*** Begin section ***
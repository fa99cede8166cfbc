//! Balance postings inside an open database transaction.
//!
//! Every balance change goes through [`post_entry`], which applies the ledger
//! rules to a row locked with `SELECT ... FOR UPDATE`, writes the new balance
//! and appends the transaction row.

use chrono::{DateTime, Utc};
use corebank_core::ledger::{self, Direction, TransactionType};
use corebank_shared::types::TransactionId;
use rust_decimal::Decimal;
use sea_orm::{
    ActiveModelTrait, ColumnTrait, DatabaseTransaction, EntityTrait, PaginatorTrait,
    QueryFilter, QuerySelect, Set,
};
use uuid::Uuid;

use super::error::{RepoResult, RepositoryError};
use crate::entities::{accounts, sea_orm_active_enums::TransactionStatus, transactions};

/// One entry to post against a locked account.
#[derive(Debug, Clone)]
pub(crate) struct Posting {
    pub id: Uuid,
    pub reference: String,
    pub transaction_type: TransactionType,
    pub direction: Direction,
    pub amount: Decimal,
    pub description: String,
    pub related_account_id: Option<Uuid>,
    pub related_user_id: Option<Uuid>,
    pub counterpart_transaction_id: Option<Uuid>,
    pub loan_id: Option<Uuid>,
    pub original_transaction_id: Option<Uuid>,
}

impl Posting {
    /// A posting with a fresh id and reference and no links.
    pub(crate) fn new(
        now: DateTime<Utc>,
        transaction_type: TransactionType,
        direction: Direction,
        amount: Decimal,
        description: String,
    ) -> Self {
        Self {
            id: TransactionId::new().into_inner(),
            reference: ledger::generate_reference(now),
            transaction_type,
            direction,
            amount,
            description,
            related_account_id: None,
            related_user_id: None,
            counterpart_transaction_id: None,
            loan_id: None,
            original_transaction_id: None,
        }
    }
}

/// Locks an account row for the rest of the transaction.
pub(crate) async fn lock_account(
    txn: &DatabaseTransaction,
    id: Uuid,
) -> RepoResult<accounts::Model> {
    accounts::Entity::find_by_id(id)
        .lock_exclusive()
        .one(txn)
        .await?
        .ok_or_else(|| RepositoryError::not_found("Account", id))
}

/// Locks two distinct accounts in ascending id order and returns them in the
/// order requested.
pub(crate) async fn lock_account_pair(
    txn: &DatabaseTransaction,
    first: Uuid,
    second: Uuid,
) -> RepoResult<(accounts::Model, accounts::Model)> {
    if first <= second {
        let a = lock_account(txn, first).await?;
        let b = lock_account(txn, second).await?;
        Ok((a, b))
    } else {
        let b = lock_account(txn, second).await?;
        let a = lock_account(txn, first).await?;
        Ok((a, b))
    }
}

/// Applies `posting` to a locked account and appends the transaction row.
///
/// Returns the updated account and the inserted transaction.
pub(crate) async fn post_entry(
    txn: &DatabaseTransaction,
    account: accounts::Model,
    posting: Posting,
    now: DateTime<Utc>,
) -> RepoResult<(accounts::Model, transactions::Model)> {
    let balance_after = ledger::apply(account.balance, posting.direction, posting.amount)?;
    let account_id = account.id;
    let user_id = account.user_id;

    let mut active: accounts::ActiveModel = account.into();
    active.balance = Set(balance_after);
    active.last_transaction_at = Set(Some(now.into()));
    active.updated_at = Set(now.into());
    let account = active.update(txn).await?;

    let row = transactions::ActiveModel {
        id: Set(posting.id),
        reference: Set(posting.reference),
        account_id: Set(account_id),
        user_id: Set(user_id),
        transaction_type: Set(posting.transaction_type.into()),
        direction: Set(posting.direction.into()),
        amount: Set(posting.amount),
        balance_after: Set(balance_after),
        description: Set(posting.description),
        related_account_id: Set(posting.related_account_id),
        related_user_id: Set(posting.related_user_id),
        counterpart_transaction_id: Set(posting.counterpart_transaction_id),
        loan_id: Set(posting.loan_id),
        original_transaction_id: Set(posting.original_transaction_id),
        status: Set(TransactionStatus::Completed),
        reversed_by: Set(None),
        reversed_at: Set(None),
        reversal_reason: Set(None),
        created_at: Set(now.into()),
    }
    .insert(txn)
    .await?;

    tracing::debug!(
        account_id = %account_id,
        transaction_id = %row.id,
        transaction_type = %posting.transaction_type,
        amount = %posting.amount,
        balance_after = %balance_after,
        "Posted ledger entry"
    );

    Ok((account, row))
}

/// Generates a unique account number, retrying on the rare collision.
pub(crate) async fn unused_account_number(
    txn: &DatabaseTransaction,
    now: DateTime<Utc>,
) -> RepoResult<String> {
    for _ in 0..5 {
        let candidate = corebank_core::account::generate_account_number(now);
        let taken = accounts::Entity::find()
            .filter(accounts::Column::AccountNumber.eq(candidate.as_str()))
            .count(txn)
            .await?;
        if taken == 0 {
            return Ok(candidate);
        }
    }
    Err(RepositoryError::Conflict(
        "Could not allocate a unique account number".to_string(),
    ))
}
*** End section ***
**Exercise prompt:** Every record should be given again exactly.

**Task answer:**
repository fa99cede8166cfbc
//! Balance postings inside an open database transaction.
//!
//! Every balance change goes through [`post_entry`], which applies the ledger
//! rules to a row locked with `SELECT ... FOR UPDATE`, writes the new balance
//! and appends the transaction row.

use chrono::{DateTime, Utc};
use corebank_core::ledger::{self, Direction, TransactionType};
use corebank_shared::types::TransactionId;
use rust_decimal::Decimal;
use sea_orm::{
    ActiveModelTrait, ColumnTrait, DatabaseTransaction, EntityTrait, PaginatorTrait,
    QueryFilter, QuerySelect, Set,
};
use uuid::Uuid;

use super::error::{RepoResult, RepositoryError};
use crate::entities::{accounts, sea_orm_active_enums::TransactionStatus, transactions};

/// One entry to post against a locked account.
#[derive(Debug, Clone)]
pub(crate) struct Posting {
    pub id: Uuid,
    pub reference: String,
    pub transaction_type: TransactionType,
    pub direction: Direction,
    pub amount: Decimal,
    pub description: String,
    pub related_account_id: Option<Uuid>,
    pub related_user_id: Option<Uuid>,
    pub counterpart_transaction_id: Option<Uuid>,
    pub loan_id: Option<Uuid>,
    pub original_transaction_id: Option<Uuid>,
}

impl Posting {
    /// A posting with a fresh id and reference and no links.
    pub(crate) fn new(
        now: DateTime<Utc>,
        transaction_type: TransactionType,
        direction: Direction,
        amount: Decimal,
        description: String,
    ) -> Self {
        Self {
            id: TransactionId::new().into_inner(),
            reference: ledger::generate_reference(now),
            transaction_type,
            direction,
            amount,
            description,
            related_account_id: None,
            related_user_id: None,
            counterpart_transaction_id: None,
            loan_id: None,
            original_transaction_id: None,
        }
    }
}

/// Locks an account row for the rest of the transaction.
pub(crate) async fn lock_account(
    txn: &DatabaseTransaction,
    id: Uuid,
) -> RepoResult<accounts::Model> {
    accounts::Entity::find_by_id(id)
        .lock_exclusive()
        .one(txn)
        .await?
        .ok_or_else(|| RepositoryError::not_found("Account", id))
}

/// Locks two distinct accounts in ascending id order and returns them in the
/// order requested.
pub(crate) async fn lock_account_pair(
    txn: &DatabaseTransaction,
    first: Uuid,
    second: Uuid,
) -> RepoResult<(accounts::Model, accounts::Model)> {
    if first <= second {
        let a = lock_account(txn, first).await?;
        let b = lock_account(txn, second).await?;
        Ok((a, b))
    } else {
        let b = lock_account(txn, second).await?;
        let a = lock_account(txn, first).await?;
        Ok((a, b))
    }
}

/// Applies `posting` to a locked account and appends the transaction row.
///
/// Returns the updated account and the inserted transaction.
pub(crate) async fn post_entry(
    txn: &DatabaseTransaction,
    account: accounts::Model,
    posting: Posting,
    now: DateTime<Utc>,
) -> RepoResult<(accounts::Model, transactions::Model)> {
    let balance_after = ledger::apply(account.balance, posting.direction, posting.amount)?;
    let account_id = account.id;
    let user_id = account.user_id;

    let mut active: accounts::ActiveModel = account.into();
    active.balance = Set(balance_after);
    active.last_transaction_at = Set(Some(now.into()));
    active.updated_at = Set(now.into());
    let account = active.update(txn).await?;

    let row = transactions::ActiveModel {
        id: Set(posting.id),
        reference: Set(posting.reference),
        account_id: Set(account_id),
        user_id: Set(user_id),
        transaction_type: Set(posting.transaction_type.into()),
        direction: Set(posting.direction.into()),
        amount: Set(posting.amount),
        balance_after: Set(balance_after),
        description: Set(posting.description),
        related_account_id: Set(posting.related_account_id),
        related_user_id: Set(posting.related_user_id),
        counterpart_transaction_id: Set(posting.counterpart_transaction_id),
        loan_id: Set(posting.loan_id),
        original_transaction_id: Set(posting.original_transaction_id),
        status: Set(TransactionStatus::Completed),
        reversed_by: Set(None),
        reversed_at: Set(None),
        reversal_reason: Set(None),
        created_at: Set(now.into()),
    }
    .insert(txn)
    .await?;

    tracing::debug!(
        account_id = %account_id,
        transaction_id = %row.id,
        transaction_type = %posting.transaction_type,
        amount = %posting.amount,
        balance_after = %balance_after,
        "Posted ledger entry"
    );

    Ok((account, row))
}

/// Generates a unique account number, retrying on the rare collision.
pub(crate) async fn unused_account_number(
    txn: &DatabaseTransaction,
    now: DateTime<Utc>,
) -> RepoResult<String> {
    for _ in 0..5 {
        let candidate = corebank_core::account::generate_account_number(now);
        let taken = accounts::Entity::find()
            .filter(accounts::Column::AccountNumber.eq(candidate.as_str()))
            .count(txn)
            .await?;
        if taken == 0 {
            return Ok(candidate);
        }
    }
    Err(RepositoryError::Conflict(
        "Could not allocate a unique account number".to_string(),
    ))
}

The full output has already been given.